No Monte Castelo, casas foram demolidas depois que um desabamento comprometeu cinco imóveis. No Cruzeiro do Sul, oito casas que haviam sido interditadas após as chuvas também entraram no processo de demolição.
As intervenções fazem parte do conjunto de medidas adotadas pelo município após o desastre.
Famílias podem receber nova moradia pelo Compra Assistida
Para as famílias que perderam suas casas, uma das principais medidas habitacionais é o Minha Casa, Minha Vida – Compra Assistida, modalidade criada pelo Governo Federal para atender moradores afetados pelas fortes chuvas na Zona da Mata de Minas Gerais.
De acordo com o Ministério das Cidades, têm direito ao benefício as famílias que ficaram desabrigadas em razão das chuvas de fevereiro de 2026 e tiveram suas casas destruídas ou interditadas definitivamente em Juiz de Fora ou Ubá, desde que também atendam aos critérios de renda e moradia estabelecidos pelo programa.
A modalidade permite que a família escolha um imóvel novo ou usado de até R$ 200 mil. O imóvel precisa passar por avaliação e atender aos requisitos definidos pelo programa. Em situações enquadradas na política, a moradia é adquirida com recursos federais e entregue quitada à família beneficiária.
Um ponto importante é que o benefício é destinado à moradia da família afetada, e não à recomposição patrimonial de quem possuía um imóvel que estava alugado para terceiros. O Ministério das Cidades esclarece que o programa considera quem efetivamente residia no local atingido.

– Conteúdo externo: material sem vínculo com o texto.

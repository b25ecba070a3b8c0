//! One engine tick with a fresh touch winner and a batch sink attached.

use std::{hint::black_box, time::Instant};

use criterion::{BenchmarkId, Criterion};
use embody::{
    engine::sink::{ExpressionBatch, ExpressionFn},
    voice::message::NoteMessage,
    Engine, EngineConfig, NormalizedInputEvent,
};
use rtrb::RingBuffer;

use crate::FILL_LEVELS;

pub fn bench_tick(c: &mut Criterion) {
    let mut group = c.benchmark_group("pipeline/tick");

    for &fill in FILL_LEVELS {
        let (mut notes_tx, notes_rx) = RingBuffer::<NoteMessage>::new(32);
        let mut engine = Engine::new(EngineConfig::default())
            .expect("default config is valid")
            .with_note_receiver(notes_rx)
            .with_expression_sink(ExpressionFn(|batch: &ExpressionBatch| {
                black_box(batch.len());
            }));

        for note in 0..fill as u8 {
            notes_tx
                .push(NoteMessage::NoteOn {
                    note: 48 + note,
                    velocity: 100,
                })
                .expect("ring has room");
        }
        engine.tick();

        let port = engine.input_port();
        let mut x = 0.0f32;
        group.bench_with_input(BenchmarkId::new("touch", fill), &fill, |b, _| {
            b.iter(|| {
                // Moving touch keeps every voice's expression dirty
                x = (x + 0.01) % 1.0;
                let now = Instant::now();
                port.ingest(NormalizedInputEvent::touch(now, x, 1.0 - x, 0.5));
                black_box(engine.tick_at(black_box(now)));
            })
        });
    }

    group.finish();
}
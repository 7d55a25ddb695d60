use std::env;

use base64::{Engine as _, engine::general_purpose::STANDARD as BASE64_STANDARD};
use secrecy::SecretString;
use thiserror::Error;

const DEFAULT_DATABASE_URL: &str = "sqlite://catalog.db?mode=rwc";
const DEFAULT_LISTEN_ADDR: &str = "0.0.0.0:8000";
const DEFAULT_MAX_CONNECTIONS: u32 = 5;

#[derive(Debug, Clone)]
pub struct CatalogServerConfig {
    pub database_url: String,
    pub listen_addr: String,
    pub max_connections: u32,
    pub graphiql_enabled: bool,
    pub auth: AuthConfig,
}

#[derive(Debug, Error)]
pub enum ConfigError {
    #[error("environment variable `{0}` is not set")]
    MissingVar(&'static str),
    #[error("invalid value for environment variable `{0}`")]
    InvalidVar(&'static str),
}

impl CatalogServerConfig {
    pub fn from_env() -> Result<Self, ConfigError> {
        let database_url = env::var("CATALOG_DATABASE_URL")
            .or_else(|_| env::var("DATABASE_URL"))
            .unwrap_or_else(|_| DEFAULT_DATABASE_URL.to_string());

        let listen_addr =
            env::var("CATALOG_LISTEN_ADDR").unwrap_or_else(|_| DEFAULT_LISTEN_ADDR.to_string());

        let max_connections = match env::var("CATALOG_DB_MAX_CONNECTIONS") {
            Ok(v) => v
                .parse::<u32>()
                .ok()
                .filter(|n| *n > 0)
                .ok_or(ConfigError::InvalidVar("CATALOG_DB_MAX_CONNECTIONS"))?,
            Err(_) => DEFAULT_MAX_CONNECTIONS,
        };

        let graphiql_enabled = env::var("CATALOG_GRAPHIQL")
            .map(|v| v == "1" || v.eq_ignore_ascii_case("true"))
            .unwrap_or(true);

        let auth = AuthConfig::from_env()?;

        tracing::info!(
            listen_addr = %listen_addr,
            max_connections,
            graphiql_enabled,
            "catalog config loaded"
        );

        Ok(Self {
            database_url,
            listen_addr,
            max_connections,
            graphiql_enabled,
            auth,
        })
    }
}

#[derive(Debug, Clone)]
pub struct AuthConfig {
    jwt_secret: SecretString,
}

impl AuthConfig {
    pub fn new(jwt_secret: SecretString) -> Self {
        Self { jwt_secret }
    }

    fn from_env() -> Result<Self, ConfigError> {
        let jwt_secret = env::var("CATALOG_JWT_SECRET")
            .map_err(|_| ConfigError::MissingVar("CATALOG_JWT_SECRET"))?;
        validate_jwt_secret(&jwt_secret)?;

        Ok(Self::new(SecretString::new(jwt_secret.into())))
    }

    pub fn jwt_secret(&self) -> &SecretString {
        &self.jwt_secret
    }
}

fn validate_jwt_secret(secret: &str) -> Result<(), ConfigError> {
    let decoded = BASE64_STANDARD
        .decode(secret.as_bytes())
        .map_err(|_| ConfigError::InvalidVar("CATALOG_JWT_SECRET"))?;

    if decoded.len() < 32 {
        return Err(ConfigError::InvalidVar("CATALOG_JWT_SECRET"));
    }

    Ok(())
}
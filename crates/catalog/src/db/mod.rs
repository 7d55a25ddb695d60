pub mod product_tags;

use std::{str::FromStr, time::Duration};

use sqlx::{
    SqlitePool,
    migrate::MigrateError,
    sqlite::{SqliteConnectOptions, SqlitePoolOptions},
};

pub(crate) static MIGRATOR: sqlx::migrate::Migrator = sqlx::migrate!("./migrations");

pub async fn create_pool(database_url: &str, max_connections: u32) -> Result<SqlitePool, sqlx::Error> {
    let options = SqliteConnectOptions::from_str(database_url)?
        .create_if_missing(true)
        .foreign_keys(true)
        .busy_timeout(Duration::from_secs(5));

    SqlitePoolOptions::new()
        .max_connections(max_connections)
        .connect_with(options)
        .await
}

pub async fn run_migrations(pool: &SqlitePool) -> Result<(), MigrateError> {
    MIGRATOR.run(pool).await
}

/// Walks the error source chain looking for a unique-constraint violation.
pub(crate) fn is_unique_violation(error: &(dyn std::error::Error + 'static)) -> bool {
    let mut current = Some(error);

    while let Some(err) = current {
        if let Some(sqlx_error) = err.downcast_ref::<sqlx::Error>() {
            if let sqlx::Error::Database(db_err) = sqlx_error {
                return db_err.is_unique_violation();
            }
            break;
        }
        current = err.source();
    }

    false
}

Reconstrução continua meses após a tragédia
As demolições mostram uma das etapas mais delicadas do processo de reconstrução: retirar estruturas que não podem mais ser ocupadas e, paralelamente, oferecer alternativas para que as famílias possam recomeçar em locais seguros.
Em agosto, o Ministério da Integração e do Desenvolvimento Regional informou que Juiz de Fora continuava recebendo intervenções de recuperação e prevenção, incluindo obras de macrodrenagem e ações habitacionais para famílias que perderam suas moradias.
Mais do que retirar casas atingidas, o desafio agora é impedir que áreas consideradas de risco voltem a ser ocupadas e garantir que as famílias tenham condições de reconstruir a vida longe dos locais onde perderam suas moradias.